The pre-rendering process in the Jamstack web development methodology is achieved with the help of a static site generator(SSG). SSG collects content from a headless CMS - where the files are created and stored - with the help of an API.

The contents are then converted into their static files(prebuilt HTML, CSS, and Javascript files) by the SSG during the SSG build time. Finally, the generated static files are stored in a content delivery network(CDN) and served as a whole to the end-user in every request.

Even though very beneficial, this pre-rendering process tends not to be ideal during the content creation process. Content creators and editors need to render a preview of their draft at every request time instead of waiting for the complete website build process before viewing their changes.

The easiest solution to the problem conferred by most Static Site Generators is setting up a Preview mode that will bypass the static site generator pre-rendering process.
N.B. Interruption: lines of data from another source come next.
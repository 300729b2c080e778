//! iTIP cardinality validation (RFC 5546 §3).
//!
//! Each supported (component, method) pair carries a constant [`RuleSet`].
//! A [`Validator`] runs that table against an already-parsed component,
//! delegating every row to the property or sub-component checkers in
//! [`cardinality`].

pub mod cardinality;
mod error;
mod rule_set;
mod validator;

#[cfg(test)]
mod tests;

pub use cardinality::{
    Cardinality, assert_component, assert_no_component, assert_none, assert_one,
    assert_one_or_less, assert_one_or_more, assert_property,
};
pub use error::{Scope, ValidationError, ValidationReport};
pub use rule_set::{ComponentRule, CrossFieldRule, PropertyRule, RuleSet, TODO_REPLY};
pub use tessen_core::config::ReportMode;
pub use validator::{RequestContext, ValidationOptions, Validator};
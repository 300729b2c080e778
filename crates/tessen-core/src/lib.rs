//! Shared configuration, error and logging plumbing for the Tessen crates.

pub mod config;
pub mod error;
pub mod logging;
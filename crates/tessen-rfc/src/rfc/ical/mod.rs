//! iCalendar (RFC 5545) support.
//!
//! Text parsing and serialization live outside this crate; the types here are
//! what a parser produces and what validators consume.

pub mod core;
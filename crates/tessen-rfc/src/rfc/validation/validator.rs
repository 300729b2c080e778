//! Validator entry points.

use std::fmt;

use tessen_core::config::{ReportMode, ValidationConfig};

use super::cardinality::{assert_component, assert_property};
use super::error::{ValidationError, ValidationReport};
use super::rule_set::{RuleSet, TODO_REPLY};
use crate::error::{RfcError, RfcResult};
use crate::rfc::ical::core::{Component, ComponentKind, ICalendar, names};

/// Supported (component, method) pairs.
///
/// Each variant owns one constant [`RuleSet`]. Selecting the variant from an
/// incoming message's METHOD is the caller's job.
#[derive(Debug, Clone, Copy, PartialEq, Eq, Hash)]
pub enum Validator {
    /// VTODO in a METHOD:REPLY message.
    TodoReply,
}

/// Knobs for [`Validator::validate_with`] and [`Validator::validate_calendar`].
#[derive(Debug, Clone, Copy, Default, PartialEq, Eq)]
pub struct ValidationOptions {
    pub report: ReportMode,
    pub enforce_cross_field: bool,
}

impl From<&ValidationConfig> for ValidationOptions {
    fn from(config: &ValidationConfig) -> Self {
        Self {
            report: config.report,
            enforce_cross_field: config.enforce_cross_field,
        }
    }
}

/// Facts about the original REQUEST a reply answers.
///
/// Only consulted by cross-field constraints; unknown facts make the
/// corresponding constraint pass.
#[derive(Debug, Clone, Copy, Default, PartialEq, Eq)]
pub struct RequestContext {
    /// SEQUENCE of the original request.
    pub original_sequence: Option<i32>,
    /// Whether the original request was a recurring component.
    pub recurring: Option<bool>,
}

impl RequestContext {
    #[must_use]
    pub fn with_sequence(sequence: i32) -> Self {
        Self {
            original_sequence: Some(sequence),
            recurring: None,
        }
    }

    /// ## Summary
    /// Collects the facts from the original request component.
    ///
    /// A request without SEQUENCE has sequence 0 (RFC 5545 §3.8.7.4). A
    /// SEQUENCE that is present but not a number leaves the sequence
    /// unknown.
    #[must_use]
    pub fn from_request(request: &Component) -> Self {
        let recurring = [names::RRULE, names::RDATE]
            .iter()
            .any(|name| request.get_property(name).is_some());
        let original_sequence = match request.get_property(names::SEQUENCE) {
            Some(sequence) => sequence.integer_value(),
            None => Some(0),
        };

        Self {
            original_sequence,
            recurring: Some(recurring),
        }
    }
}

impl Validator {
    /// Every supported pair.
    pub const ALL: &'static [Self] = &[Self::TodoReply];

    /// The presence table this validator enforces.
    #[must_use]
    pub fn rule_set(self) -> &'static RuleSet {
        match self {
            Self::TodoReply => &TODO_REPLY,
        }
    }

    /// Looks up the validator for a component kind and METHOD value
    /// (case-insensitive).
    #[must_use]
    pub fn for_component(kind: ComponentKind, method: &str) -> Option<Self> {
        Self::ALL.iter().copied().find(|validator| {
            let rules = validator.rule_set();
            rules.component == kind && rules.method.eq_ignore_ascii_case(method)
        })
    }

    /// ## Summary
    /// Like [`Validator::for_component`], but unsupported pairs are an error.
    ///
    /// ## Errors
    /// Returns [`RfcError::UnsupportedMethod`] if no rule set covers the pair.
    pub fn select(kind: ComponentKind, method: &str) -> RfcResult<Self> {
        Self::for_component(kind, method).ok_or_else(|| RfcError::UnsupportedMethod {
            component: kind.to_string(),
            method: method.to_string(),
        })
    }

    /// ## Summary
    /// Checks `component` against the rule set, stopping at the first
    /// violation.
    ///
    /// Rows run in table order: one-or-more, exactly-one, zero-or-one, then
    /// sub-component rows. Cross-field notes are not checked.
    ///
    /// ## Errors
    /// Returns the first violated rule.
    #[tracing::instrument(level = "debug", skip_all, fields(validator = %self, component = %component.name))]
    pub fn validate(self, component: &Component) -> Result<(), ValidationError> {
        let result = self
            .checks(component, &ValidationOptions::default(), &RequestContext::default())
            .collect::<Result<(), _>>();

        if let Err(error) = &result {
            tracing::debug!(%error, "Validation failed");
        }

        result
    }

    /// ## Summary
    /// Checks `component` against every row of the rule set and reports all
    /// violations in table order.
    ///
    /// Succeeds exactly when [`Validator::validate`] succeeds.
    ///
    /// ## Errors
    /// Returns a report listing every violated rule.
    #[tracing::instrument(level = "debug", skip_all, fields(validator = %self, component = %component.name))]
    pub fn validate_all(self, component: &Component) -> Result<(), ValidationReport> {
        let options = ValidationOptions {
            report: ReportMode::Collect,
            enforce_cross_field: false,
        };
        self.validate_with(component, &options, &RequestContext::default())
    }

    /// ## Summary
    /// Checks `component` using explicit options. With cross-field
    /// enforcement on, the table's constraints run after the cardinality
    /// rows, using `context` for facts about the original request.
    ///
    /// ## Errors
    /// Returns the violations found; in fail-fast mode the report holds
    /// exactly one.
    #[tracing::instrument(level = "debug", skip_all, fields(validator = %self, component = %component.name))]
    pub fn validate_with(
        self,
        component: &Component,
        options: &ValidationOptions,
        context: &RequestContext,
    ) -> Result<(), ValidationReport> {
        let result = report(options.report, self.checks(component, options, context));

        match &result {
            Ok(()) => tracing::trace!("Validation passed"),
            Err(report) => tracing::debug!(count = report.len(), %report, "Validation failed"),
        }

        result
    }

    /// ## Summary
    /// Checks a whole iTIP message: the calendar-level component rows, the
    /// calendar-level cross-field rows when enabled, then every component of
    /// the validator's kind.
    ///
    /// ## Errors
    /// Returns the violations found, honoring `options.report`.
    #[tracing::instrument(level = "debug", skip_all, fields(validator = %self))]
    pub fn validate_calendar(
        self,
        calendar: &ICalendar,
        options: &ValidationOptions,
        context: &RequestContext,
    ) -> Result<(), ValidationReport> {
        let rules = self.rule_set();
        let root = &calendar.root;

        let calendar_rows = rules
            .calendar_components
            .iter()
            .map(|rule| assert_component(rule.kind, &root.children, rule.bound));
        let calendar_constraints = rules
            .calendar_cross_field
            .iter()
            .filter(|_| options.enforce_cross_field)
            .map(|rule| rule.check(root, context));
        let members = root
            .children_of_kind(rules.component)
            .into_iter()
            .flat_map(|member| self.checks(member, options, context));

        let result = report(
            options.report,
            calendar_rows.chain(calendar_constraints).chain(members),
        );

        if let Err(report) = &result {
            tracing::debug!(count = report.len(), %report, "Calendar validation failed");
        }

        result
    }

    fn checks<'a>(
        self,
        component: &'a Component,
        options: &'a ValidationOptions,
        context: &'a RequestContext,
    ) -> impl Iterator<Item = Result<(), ValidationError>> + 'a {
        let rules = self.rule_set();

        let properties = rules
            .properties
            .iter()
            .map(move |rule| assert_property(rule.name, &component.properties, rule.bound));
        let components = rules
            .components
            .iter()
            .map(move |rule| assert_component(rule.kind, &component.children, rule.bound));
        let constraints = rules
            .cross_field
            .iter()
            .filter(move |_| options.enforce_cross_field)
            .map(move |rule| rule.check(component, context));

        properties.chain(components).chain(constraints)
    }
}

fn report(
    mode: ReportMode,
    mut checks: impl Iterator<Item = Result<(), ValidationError>>,
) -> Result<(), ValidationReport> {
    match mode {
        ReportMode::FailFast => match checks.find_map(Result::err) {
            Some(error) => Err(error.into()),
            None => Ok(()),
        },
        ReportMode::Collect => {
            match ValidationReport::from_errors(checks.filter_map(Result::err).collect()) {
                Some(report) => Err(report),
                None => Ok(()),
            }
        }
    }
}

impl fmt::Display for Validator {
    fn fmt(&self, f: &mut fmt::Formatter<'_>) -> fmt::Result {
        let rules = self.rule_set();
        write!(f, "{}/{}", rules.component, rules.method)
    }
}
With the preview mode activated, content editors can view their changes on every page request instead of waiting for the complete build process to run.

Setting up the Preview mode

For this example guide, we will create a simple blog website for which we will later activate the previews mode to allow for a better editing experience.

Prerequisites

To follow through with the guide, you will need a basic knowledge of:

  • Next.js - Next.js is our static site generator of choice for this tutorial. Next.js is an open-source react framework used for building production-grade react websites. It comes with a preview API that we will use in this guide.

  • Tailwind CSS - Tailwind CSS is a utility-first CSS framework. It enables you to add CSS directly to your Html for easier development and scaling.

  • Strapi - Strapi is the leading open-source headless CMS used for managing content efficiently and designing secure production-ready RestFul or GraphQL APIs.

  • Markdown-to-jsx - We will use the Markdown-to-jsx npm package for converting the markdown files returned from strapi into jsx to be rendered by Next.js

Strapi Setup

The first step in this guide will be to create the backend of our blog. We will be using the strapi blog template as a starter for faster and easier development.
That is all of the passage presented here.